Halifax lawyer Michael Gledhill has helped persuade the government to do a U-turn on its plans to close a tax loophole that would have cost his client millions of pounds.
Gledhill, senior partner at eight-partner firm Finn Gledhill, acts for members of a family who last October received millions of pounds on the maturity of their discretionary trusts under a well-recognised tax loophole, used frequently by tax planners.
The draft Finance Bill, published on 5 December, indicated for the first time that tax credits on this sort of share buy-back would no longer be available and would be eliminated retrospectively from 8 October 1996. It would have meant Gledhill's clients paying back 10 per cent of their fund in tax.
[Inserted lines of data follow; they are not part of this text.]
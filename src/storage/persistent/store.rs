//! Durable state store.
//!
//! Wraps:
//! - the in-memory [`StateTable`] for reads
//! - the WAL for durable writes (logged before applied)
//! - the snapshot manager for compaction

use std::fs;
use std::path::{Path, PathBuf};
use std::sync::{Mutex, RwLock};

use tracing::{debug, info, warn};

use crate::change::{ChangeCommit, ChangeEvent};
use crate::entity::{EntityId, EntityRecord};
use crate::storage::table::StateTable;
use crate::storage::traits::{
    AckOutcome, CompactionResult, StateStore, StorageError, StoreStats,
};

use super::file_lock::FileLock;
use super::snapshot::SnapshotManager;
use super::wal::{WalEntryKind, WriteAheadLog};
use super::PersistentConfig;

fn lock_err(context: &'static str) -> StorageError {
    StorageError::LockPoisoned(context)
}

fn corruption(context: &str, e: &std::io::Error) -> StorageError {
    if e.kind() == std::io::ErrorKind::InvalidData {
        StorageError::Corruption(format!("{context}: {e}"))
    } else {
        StorageError::Io(std::io::Error::new(e.kind(), format!("{context}: {e}")))
    }
}

/// State store persisted to a directory.
pub struct PersistentStateStore {
    dir: PathBuf,
    _lock: FileLock,
    wal: WriteAheadLog,
    snapshots: Mutex<SnapshotManager>,
    table: RwLock<StateTable>,
    config: PersistentConfig,
}

impl std::fmt::Debug for PersistentStateStore {
    fn fmt(&self, f: &mut std::fmt::Formatter<'_>) -> std::fmt::Result {
        f.debug_struct("PersistentStateStore")
            .field("dir", &self.dir)
            .field("config", &self.config)
            .finish_non_exhaustive()
    }
}

impl PersistentStateStore {
    /// Open or create a persistent store in `dir`.
    ///
    /// Loads the newest snapshot, then replays the WAL on top of it.
    pub fn open(dir: &Path, config: PersistentConfig) -> Result<Self, StorageError> {
        fs::create_dir_all(dir)?;

        let lock = FileLock::acquire(dir)?;

        let snapshots = SnapshotManager::open(&dir.join("snapshots"))
            .map_err(|e| corruption("failed to open snapshots", &e))?;
        let mut table = snapshots
            .load_latest()
            .map_err(|e| corruption("failed to load snapshot", &e))?;

        let wal = WriteAheadLog::open(&dir.join("fim.wal"), config.sync_on_write)
            .map_err(|e| corruption("failed to open WAL", &e))?;

        let replayed = Self::replay(&wal, &mut table)?;
        if replayed > 0 {
            info!(
                dir = %dir.display(),
                replayed,
                pending = table.pending.len(),
                "replayed WAL entries"
            );
        }

        Ok(Self {
            dir: dir.to_path_buf(),
            _lock: lock,
            wal,
            snapshots: Mutex::new(snapshots),
            table: RwLock::new(table),
            config,
        })
    }

    /// Replay WAL entries into `table`.
    fn replay(wal: &WriteAheadLog, table: &mut StateTable) -> Result<usize, StorageError> {
        let iter = wal.iter().map_err(|e| corruption("failed to iterate WAL", &e))?;

        let mut count = 0;
        for entry_result in iter {
            let entry = entry_result.map_err(|e| corruption("corrupted WAL entry", &e))?;

            match entry.kind {
                WalEntryKind::Commit(commit) => table.replay_commit(commit)?,
                WalEntryKind::Ack { sequence } => table.replay_ack(sequence)?,
                WalEntryKind::Checkpoint { max_sequence } => {
                    debug!(max_sequence, "WAL checkpoint marker");
                }
            }
            count += 1;
        }

        Ok(count)
    }

    /// The database directory.
    #[must_use]
    pub fn dir(&self) -> &Path {
        &self.dir
    }

    /// Path of the sequence counter file for this database.
    #[must_use]
    pub fn sequence_path(&self) -> PathBuf {
        self.dir.join(super::SEQUENCE_FILE)
    }

    /// Current WAL size in bytes, or `None` if the file cannot be inspected.
    pub fn wal_size(&self) -> Option<u64> {
        match self.wal.size_bytes() {
            Ok(size) => Some(size),
            Err(e) => {
                warn!(dir = %self.dir.display(), "cannot read WAL size: {e}");
                None
            }
        }
    }

    /// Whether a snapshot exists.
    pub fn has_snapshot(&self) -> bool {
        self.snapshots
            .lock()
            .map(|s| s.latest().is_some())
            .unwrap_or(false)
    }
}

impl StateStore for PersistentStateStore {
    fn get(&self, id: &EntityId) -> Result<Option<EntityRecord>, StorageError> {
        let table = self.table.read().map_err(|_| lock_err("persistent.get"))?;
        Ok(table.records.get(id).cloned())
    }

    fn commit(&self, commit: ChangeCommit) -> Result<(), StorageError> {
        let mut table = self.table.write().map_err(|_| lock_err("persistent.commit"))?;
        table.validate_commit(&commit)?;

        // Logged under the table lock so WAL order matches apply order.
        self.wal.append(WalEntryKind::Commit(commit.clone()))?;
        table.apply_commit(commit);
        Ok(())
    }

    fn list_pending(&self, since: u64, limit: usize) -> Result<Vec<ChangeEvent>, StorageError> {
        let table = self.table.read().map_err(|_| lock_err("persistent.list_pending"))?;
        Ok(table.list_pending(since, limit))
    }

    fn acknowledge(&self, sequence: u64) -> Result<AckOutcome, StorageError> {
        let mut table = self.table.write().map_err(|_| lock_err("persistent.acknowledge"))?;
        if let Some(outcome) = table.validate_ack(sequence)? {
            return Ok(outcome);
        }

        self.wal.append(WalEntryKind::Ack { sequence })?;
        Ok(table.apply_ack(sequence))
    }

    fn scan_live(
        &self,
        first: Option<&EntityId>,
        last: Option<&EntityId>,
    ) -> Result<Vec<EntityRecord>, StorageError> {
        let table = self.table.read().map_err(|_| lock_err("persistent.scan_live"))?;
        Ok(table.scan_live(first, last))
    }

    fn stats(&self) -> Result<StoreStats, StorageError> {
        let table = self.table.read().map_err(|_| lock_err("persistent.stats"))?;
        Ok(table.stats())
    }

    fn needs_compaction(&self) -> bool {
        self.wal_size()
            .is_some_and(|size| size > self.config.max_wal_size)
    }

    /// Compact the WAL into a snapshot.
    ///
    /// This operation:
    /// 1. Snapshots the table under its write lock (commits wait)
    /// 2. Writes a checkpoint marker to the WAL
    /// 3. Truncates the WAL
    ///
    /// If it fails partway through, the WAL still holds everything and
    /// replay skips whatever the snapshot already covers.
    fn compact(&self) -> Result<Option<CompactionResult>, StorageError> {
        let table = self.table.write().map_err(|_| lock_err("persistent.compact"))?;
        let mut snapshots = self.snapshots.lock().map_err(|_| lock_err("persistent.snapshots"))?;

        if self.wal.position() == 0 && snapshots.latest().is_some() {
            return Ok(None);
        }

        let wal_size_before = self.wal.size_bytes()?;

        let snapshot = snapshots.create_writer().write(&table)?;
        let records = table.records.len();
        let pending = table.pending.len();
        snapshots.install(snapshot);

        self.wal.append(WalEntryKind::Checkpoint {
            max_sequence: table.max_sequence,
        })?;
        self.wal.truncate()?;

        let wal_size_after = self.wal.size_bytes()?;
        debug!(records, pending, wal_size_before, wal_size_after, "compacted state store");

        Ok(Some(CompactionResult {
            records,
            pending,
            wal_size_before,
            wal_size_after,
        }))
    }
}

#[cfg(test)]
mod tests {
    use super::*;
    use crate::change::ChangeKind;
    use crate::entity::Attributes;
    use chrono::Utc;
    use tempfile::tempdir;

    fn commit(id: &str, seq: u64, kind: ChangeKind) -> ChangeCommit {
        let id = EntityId::new(id).unwrap();
        let attrs = Attributes::file(seq * 10, 0o600, Utc::now());
        ChangeCommit {
            record: EntityRecord {
                id: id.clone(),
                attributes: attrs.clone(),
                last_sequence: seq,
                tombstone: kind == ChangeKind::Deleted,
                updated_at: Utc::now(),
            },
            event: ChangeEvent {
                identifier: id,
                kind,
                sequence: seq,
                payload: (kind != ChangeKind::Deleted).then_some(attrs),
                detected_at: Utc::now(),
            },
        }
    }

    fn open(dir: &Path) -> PersistentStateStore {
        PersistentStateStore::open(dir, PersistentConfig::default()).unwrap()
    }

    #[test]
    fn test_commits_and_acks_survive_reopen() {
        let dir = tempdir().unwrap();

        {
            let store = open(dir.path());
            store.commit(commit("/etc/passwd", 1, ChangeKind::Created)).unwrap();
            store.commit(commit("/etc/shadow", 2, ChangeKind::Created)).unwrap();
            store.acknowledge(1).unwrap();
        }

        let store = open(dir.path());
        let stats = store.stats().unwrap();
        assert_eq!(stats.live_records, 2);
        assert_eq!(stats.pending, 1);
        assert_eq!(stats.low_water_mark, 1);
        assert_eq!(stats.max_sequence, 2);

        let pending = store.list_pending(0, 10).unwrap();
        assert_eq!(pending.len(), 1);
        assert_eq!(pending[0].sequence, 2);
    }

    #[test]
    fn test_second_open_is_locked_out() {
        let dir = tempdir().unwrap();
        let _store = open(dir.path());

        let err = PersistentStateStore::open(dir.path(), PersistentConfig::default()).unwrap_err();
        assert!(matches!(err, StorageError::Io(ref e) if e.kind() == std::io::ErrorKind::WouldBlock));
    }

    #[test]
    fn test_compaction_then_reopen() {
        let dir = tempdir().unwrap();

        {
            let store = open(dir.path());
            for seq in 1..=10 {
                store.commit(commit(&format!("/bin/f{seq}"), seq, ChangeKind::Created)).unwrap();
            }
            for seq in 1..=4 {
                store.acknowledge(seq).unwrap();
            }

            let before = store.wal_size().unwrap();
            let result = store.compact().unwrap().unwrap();
            assert_eq!(result.records, 10);
            assert_eq!(result.pending, 6);
            assert!(result.wal_size_after < before);
            assert!(store.has_snapshot());

            store.commit(commit("/bin/f11", 11, ChangeKind::Created)).unwrap();
        }

        let store = open(dir.path());
        let stats = store.stats().unwrap();
        assert_eq!(stats.live_records, 11);
        assert_eq!(stats.pending, 7);
        assert_eq!(stats.low_water_mark, 4);
        assert_eq!(stats.max_sequence, 11);
    }

    #[test]
    fn test_compaction_of_idle_store_is_noop() {
        let dir = tempdir().unwrap();
        let store = open(dir.path());

        // First compaction writes the (empty) snapshot, second has no work.
        assert!(store.compact().unwrap().is_some());
        assert!(store.compact().unwrap().is_none());
    }

    #[test]
    fn test_rejected_commit_is_not_logged() {
        let dir = tempdir().unwrap();

        {
            let store = open(dir.path());
            store.commit(commit("/a", 5, ChangeKind::Created)).unwrap();
            assert!(store.commit(commit("/b", 3, ChangeKind::Created)).is_err());
        }

        let store = open(dir.path());
        assert!(store.get(&EntityId::new("/b").unwrap()).unwrap().is_none());
        assert_eq!(store.max_sequence().unwrap(), 5);
    }

    #[test]
    fn test_deleted_record_purged_after_ack_and_reopen() {
        let dir = tempdir().unwrap();
        let id = EntityId::new("/tmp/x").unwrap();

        {
            let store = open(dir.path());
            store.commit(commit("/tmp/x", 1, ChangeKind::Created)).unwrap();
            store.commit(commit("/tmp/x", 2, ChangeKind::Deleted)).unwrap();
            assert!(store.get(&id).unwrap().unwrap().tombstone);
            store.acknowledge(1).unwrap();
            assert_eq!(store.acknowledge(2).unwrap(), AckOutcome::Removed { purged: true });
        }

        let store = open(dir.path());
        assert!(store.get(&id).unwrap().is_none());
    }

    #[test]
    fn test_failed_wal_append_leaves_no_trace() {
        let dir = tempdir().unwrap();

        {
            let store = open(dir.path());
            store.commit(commit("/f/1", 1, ChangeKind::Created)).unwrap();

            store.wal.inject_append_failure();
            assert!(store.commit(commit("/f/2", 2, ChangeKind::Created)).is_err());
            assert!(store.get(&EntityId::new("/f/2").unwrap()).unwrap().is_none());

            store.commit(commit("/f/3", 3, ChangeKind::Created)).unwrap();
            store.acknowledge(1).unwrap();
            store.acknowledge(3).unwrap();
        }

        let store = open(dir.path());
        assert!(store.get(&EntityId::new("/f/2").unwrap()).unwrap().is_none());
        let stats = store.stats().unwrap();
        assert_eq!(stats.live_records, 2);
        assert_eq!(stats.pending, 0);
        assert_eq!(stats.low_water_mark, 3);
    }

    #[test]
    fn test_unreadable_wal_size_disables_compaction_check() {
        let dir = tempdir().unwrap();
        let store = PersistentStateStore::open(
            dir.path(),
            PersistentConfig {
                max_wal_size: 0,
                sync_on_write: false,
            },
        )
        .unwrap();
        store.commit(commit("/f/1", 1, ChangeKind::Created)).unwrap();
        assert!(store.needs_compaction());

        fs::remove_file(dir.path().join("fim.wal")).unwrap();
        assert_eq!(store.wal_size(), None);
        assert!(!store.needs_compaction());
    }
}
“What's the point in people like us doing tax planning when the government can come along and close all the loopholes retrospectively?” asked Gledhill. “We may as well all go home.”
Gledhill and his client's accountant, Tim Parr, of Clark Whitehill Josolyne, lobbied their local Conservative MP, Gary Waller, and Labour MP, Alice Mahon, on the issue. Cornish pasty maker Samworth Brothers also lobbied the Commons, and the Tax Faculty of the Institute of Chartered Accountants took up the cudgels in a lengthy critique of the Finance Bill.
The pressure worked. On 23 January the government accepted an amendment to the Bill tabled by three MPs, including Waller, which will close the loophole from December 1996.